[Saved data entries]

....

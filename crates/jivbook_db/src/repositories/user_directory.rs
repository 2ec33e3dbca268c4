//! Read model of the users table used to resolve broadcast audiences, plus the
//! notification preferences each user keeps with this service.
//!
//! The users table belongs to the account service. This repository only reads
//! the admin/premium flags and the preferred pet categories, and can upsert that
//! slice for seeding.

use std::future::Future;

use jivbook_common::models::{NotificationSettings, TargetFilters};

use crate::error::DbError;

/// The part of a user profile that broadcast targeting looks at.
#[derive(Debug, Clone, Default, PartialEq, Eq)]
pub struct UserProfile {
    pub id: String,
    pub is_admin: bool,
    pub is_premium: bool,
    pub preferred_pet_categories: Vec<String>,
}

#[derive(Debug, Clone, Copy, PartialEq, Eq)]
pub enum UserRole {
    Admin,
    Premium,
}

/// Which users a broadcast goes to. The default matches everyone.
#[derive(Debug, Clone, Default, PartialEq, Eq)]
pub struct UserFilter {
    pub role: Option<UserRole>,
    /// Users with at least one of these preferred categories.
    pub pet_categories: Vec<String>,
}

impl UserFilter {
    /// Derives the user query from broadcast target filters.
    ///
    /// `admin` in the user types wins over `premium`; other user types, locations
    /// and the age range do not narrow the audience.
    pub fn from_target_filters(filters: &TargetFilters) -> Self {
        let has_type = |wanted: &str| filters.user_types.iter().any(|t| t == wanted);
        let role = if has_type("admin") {
            Some(UserRole::Admin)
        } else if has_type("premium") {
            Some(UserRole::Premium)
        } else {
            None
        };

        Self {
            role,
            pet_categories: filters.pet_categories.clone(),
        }
    }
}

/// Repository for user targeting data
pub trait UserDirectory {
    /// Create the `users`, `user_pet_categories` and `notification_settings`
    /// tables if they don't already exist
    fn init_schema(&self) -> impl Future<Output = Result<(), DbError>> + Send;

    /// Insert or replace the targeting slice of one profile
    fn upsert_user(
        &self,
        profile: UserProfile,
    ) -> impl Future<Output = Result<(), DbError>> + Send;

    /// Ids of every user matching `filter`, in id order
    fn find_user_ids(
        &self,
        filter: &UserFilter,
    ) -> impl Future<Output = Result<Vec<String>, DbError>> + Send;

    /// Stored preferences of a user, `None` if they never saved any
    fn find_notification_settings(
        &self,
        user_id: &str,
    ) -> impl Future<Output = Result<Option<NotificationSettings>, DbError>> + Send;

    /// Replace the stored preferences of a user
    fn save_notification_settings(
        &self,
        user_id: &str,
        settings: &NotificationSettings,
    ) -> impl Future<Output = Result<(), DbError>> + Send;
}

....

WORK TASK: Within the records, count the lines that include the word "slice". Answer with the number only.

EXERCISE RESULT: 2